Mas mudanças assim poderiam desagradar os mais progressistas — incluindo os funcionários da empresa, que é sediada em São Francisco, na Califórnia. O jornal especula se Musk faria como fez com a Tesla e levaria o Twitter para o Texas, Estado americano mais conservador.
"O que significa tudo isso na prática? Musk percebe que está entrando em um ninho de marimbondos? A visão dele vai prevalecer? Quem sabe dizer ao certo. Mas será fascinante ver Musk tentar quebrar a cultura de conformidade progressiva do Vale do Silício", conclui o editorial.
Democratas preocupados; republicanos felizes
O Financial Times destacou que a compra do Twitter por Musk desencadeou uma batalha partidária entre democratas e republicanos.
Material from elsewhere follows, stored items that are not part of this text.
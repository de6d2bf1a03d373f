use serde::{Deserialize, Serialize};
use std::fmt;

use crate::errors::{ResourceType, SamplingError};

const BYTES_PER_MB: f64 = 1024.0 * 1024.0;
const HZ_PER_MHZ: f64 = 1_000_000.0;

#[derive(Debug, Clone, Copy, PartialEq, Eq, Serialize, Deserialize)]
#[serde(rename_all = "camelCase")]
pub enum ConnectionState {
    Connected,
    Disconnected,
    NotResponding,
}

#[derive(Debug, Clone, Copy, PartialEq, Eq, Serialize, Deserialize)]
pub enum PowerState {
    #[serde(rename = "poweredOn")]
    PoweredOn,
    #[serde(rename = "poweredOff")]
    PoweredOff,
    #[serde(rename = "standBy")]
    Standby,
    #[serde(rename = "unknown")]
    Unknown,
}

impl fmt::Display for ConnectionState {
    fn fmt(&self, f: &mut fmt::Formatter<'_>) -> fmt::Result {
        match self {
            ConnectionState::Connected => write!(f, "connected"),
            ConnectionState::Disconnected => write!(f, "disconnected"),
            ConnectionState::NotResponding => write!(f, "notResponding"),
        }
    }
}

impl fmt::Display for PowerState {
    fn fmt(&self, f: &mut fmt::Formatter<'_>) -> fmt::Result {
        match self {
            PowerState::PoweredOn => write!(f, "poweredOn"),
            PowerState::PoweredOff => write!(f, "poweredOff"),
            PowerState::Standby => write!(f, "standBy"),
            PowerState::Unknown => write!(f, "unknown"),
        }
    }
}

/// `HostRuntimeInfo` subset, as vCenter reports it.
#[derive(Debug, Clone, PartialEq, Serialize, Deserialize)]
#[serde(rename_all = "camelCase")]
pub struct HostRuntime {
    pub connection_state: ConnectionState,
    pub power_state: PowerState,
    #[serde(default)]
    pub in_maintenance_mode: bool,
}

/// Why a host was kept out of the candidate list.
#[derive(Debug, Clone, Copy, PartialEq, Eq)]
pub enum Ineligibility {
    NotConnected(ConnectionState),
    NotPoweredOn(PowerState),
    InMaintenanceMode,
}

impl fmt::Display for Ineligibility {
    fn fmt(&self, f: &mut fmt::Formatter<'_>) -> fmt::Result {
        match self {
            Ineligibility::NotConnected(state) => write!(f, "not connected ({})", state),
            Ineligibility::NotPoweredOn(state) => write!(f, "not powered on ({})", state),
            Ineligibility::InMaintenanceMode => write!(f, "in maintenance mode"),
        }
    }
}

impl HostRuntime {
    /// Connected, powered on and out of maintenance, checked in that order.
    pub fn eligibility(&self) -> Result<(), Ineligibility> {
        if self.connection_state != ConnectionState::Connected {
            return Err(Ineligibility::NotConnected(self.connection_state));
        }
        if self.power_state != PowerState::PoweredOn {
            return Err(Ineligibility::NotPoweredOn(self.power_state));
        }
        if self.in_maintenance_mode {
            return Err(Ineligibility::InMaintenanceMode);
        }
        Ok(())
    }
}

/// Raw counters read off one host, before any arithmetic.
#[derive(Debug, Clone, PartialEq)]
pub struct HostSample {
    pub name: String,
    pub runtime: HostRuntime,
    pub cpu_hz: u64,
    pub cpu_cores: u32,
    pub memory_bytes: u64,
    pub cpu_usage_mhz: Option<u64>,
    pub memory_usage_mb: Option<u64>,
    pub num_vms: usize,
}

/// Derived availability figures for one host.
#[derive(Debug, Clone, PartialEq, Serialize)]
pub struct HostRecord {
    pub name: String,
    pub connection_state: ConnectionState,
    pub power_state: PowerState,
    pub cpu_total_mhz: f64,
    pub cpu_usage_mhz: u64,
    pub cpu_available_mhz: f64,
    pub cpu_available_percent: f64,
    pub memory_total_mb: f64,
    pub memory_usage_mb: u64,
    pub memory_available_mb: f64,
    pub memory_available_percent: f64,
    pub num_vms: usize,
    #[serde(skip_serializing_if = "Option::is_none")]
    pub balanced_score: Option<f64>,
}

impl HostRecord {
    pub fn from_sample(sample: &HostSample) -> Result<Self, SamplingError> {
        let cpu_usage_mhz = sample
            .cpu_usage_mhz
            .ok_or(SamplingError::MissingCounter("overallCpuUsage"))?;
        let memory_usage_mb = sample
            .memory_usage_mb
            .ok_or(SamplingError::MissingCounter("overallMemoryUsage"))?;

        let cpu_total_mhz = sample.cpu_hz as f64 / HZ_PER_MHZ * sample.cpu_cores as f64;
        if cpu_total_mhz <= 0.0 {
            return Err(SamplingError::ZeroCapacity {
                resource: ResourceType::Cpu,
            });
        }

        let memory_total_mb = sample.memory_bytes as f64 / BYTES_PER_MB;
        if memory_total_mb <= 0.0 {
            return Err(SamplingError::ZeroCapacity {
                resource: ResourceType::Memory,
            });
        }

        let cpu_available_mhz = cpu_total_mhz - cpu_usage_mhz as f64;
        let memory_available_mb = memory_total_mb - memory_usage_mb as f64;

        Ok(Self {
            name: sample.name.clone(),
            connection_state: sample.runtime.connection_state,
            power_state: sample.runtime.power_state,
            cpu_total_mhz,
            cpu_usage_mhz,
            cpu_available_mhz,
            cpu_available_percent: percent_of(cpu_available_mhz, cpu_total_mhz),
            memory_total_mb,
            memory_usage_mb,
            memory_available_mb,
            memory_available_percent: percent_of(memory_available_mb, memory_total_mb),
            num_vms: sample.num_vms,
            balanced_score: None,
        })
    }

    /// Mean of the two availability percentages.
    pub fn balanced(&self) -> f64 {
        (self.cpu_available_percent + self.memory_available_percent) / 2.0
    }
}

fn percent_of(part: f64, total: f64) -> f64 {
    part / total * 100.0
}
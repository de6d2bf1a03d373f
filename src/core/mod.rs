pub mod host;
pub mod inventory;
pub mod selection;
pub mod vsphere;

// exports for lazy devs like us
pub use host::{ConnectionState, HostRecord, HostRuntime, PowerState};
pub use inventory::{select_host, Inventory};
pub use selection::{Metric, Selection};
pub use vsphere::VsphereSession;
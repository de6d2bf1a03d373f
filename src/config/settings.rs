/*
* ESX Host Selector Configuration
* -------------------------------
*
* Layers (lowest to highest priority):
* 1. Hardcoded defaults (only the VI/JSON release lives here)
* 2. An optional TOML file passed with --config
* 3. TF_VAR_* environment variables, the same ones Terraform already reads,
*    so the selector can run inside the same shell as `terraform apply`
*
* Keys:
*   vsphere_server       vCenter address (host or host:port)
*   vsphere_user         login name, e.g. svc_terraform@vsphere.local
*   vsphere_password     password (keep it in the env, not in the file pls)
*   vsphere_api_release  VI/JSON release segment, defaults to 8.0.1.0
*
* Credentials are optional at load time and validated by `credentials()`,
* which runs before any socket gets opened.
*/

use config::{Config, ConfigError, Environment, File, Map};
use serde::Deserialize;
use std::path::Path;
use tracing::debug;

use crate::errors::SelectorError;

pub const DEFAULT_API_RELEASE: &str = "8.0.1.0";
pub const ENV_PREFIX: &str = "TF_VAR";

#[derive(Debug, Clone, Deserialize)]
pub struct Settings {
    pub vsphere_server: Option<String>,
    pub vsphere_user: Option<String>,
    pub vsphere_password: Option<String>,
    pub vsphere_api_release: String,
}

/// Validated login material for one vCenter session.
#[derive(Clone)]
pub struct Credentials {
    pub server: String,
    pub user: String,
    pub password: String,
}

impl std::fmt::Debug for Credentials {
    fn fmt(&self, f: &mut std::fmt::Formatter<'_>) -> std::fmt::Result {
        f.debug_struct("Credentials")
            .field("server", &self.server)
            .field("user", &self.user)
            .field("password", &"<redacted>")
            .finish()
    }
}

impl Settings {
    /// Loads settings from the optional file and the process environment.
    pub fn new(config_file: Option<&Path>) -> Result<Self, ConfigError> {
        Self::load(config_file, None)
    }

    /// Same as `new`, but `env` replaces the process environment when given.
    pub fn load(
        config_file: Option<&Path>,
        env: Option<Map<String, String>>,
    ) -> Result<Self, ConfigError> {
        let mut builder = Config::builder()
            .set_default("vsphere_api_release", DEFAULT_API_RELEASE)?;

        if let Some(path) = config_file {
            debug!("Loading configuration from file: {}", path.display());
            builder = builder.add_source(File::from(path));
        }

        let config = builder
            .add_source(
                Environment::with_prefix(ENV_PREFIX)
                    .prefix_separator("_")
                    .source(env),
            )
            .build()?;

        config.try_deserialize()
    }

    /// Returns the login triple, or fails if any piece is absent or blank.
    pub fn credentials(&self) -> Result<Credentials, SelectorError> {
        match (
            non_empty(&self.vsphere_server),
            non_empty(&self.vsphere_user),
            non_empty(&self.vsphere_password),
        ) {
            (Some(server), Some(user), Some(password)) => Ok(Credentials {
                server: server.to_string(),
                user: user.to_string(),
                password: password.to_string(),
            }),
            _ => Err(SelectorError::MissingCredentials),
        }
    }
}

fn non_empty(value: &Option<String>) -> Option<&str> {
    value.as_deref().map(str::trim).filter(|v| !v.is_empty())
}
O personagem principal dessa batalha é Donald Trump, segundo o jornal. Trump teria dito que não pretende voltar ao Twitter. Mas analistas democratas acreditam que ele pode mudar de opinião na medida em que o próximo ciclo eleitoral se aproxima nos EUA.
O jornal cita a estrategista democrata Mary Anne Marsh: "Todo mundo deveria se preocupar com isso. Vimos o impacto que Trump conseguiu ter com sua conta no Twitter antes, seja questionando o local de nascimento de Barack Obama ou rejeitando os resultados da última eleição. Imagine o que ele fará para recuperar o poder em 2022 ou 2024, quando não houver ninguém para detê-lo?"
Entre os republicanos, a notícia da compra foi bem recebida, segundo o Financial Times.
Marjorie Taylor Greene, uma parlamentar republicana cuja conta pessoal foi banida após várias violações das regras de desinformação do Twitter, escreveu na sua conta oficial: "Minha conta pessoal do Twitter deve ser restaurada."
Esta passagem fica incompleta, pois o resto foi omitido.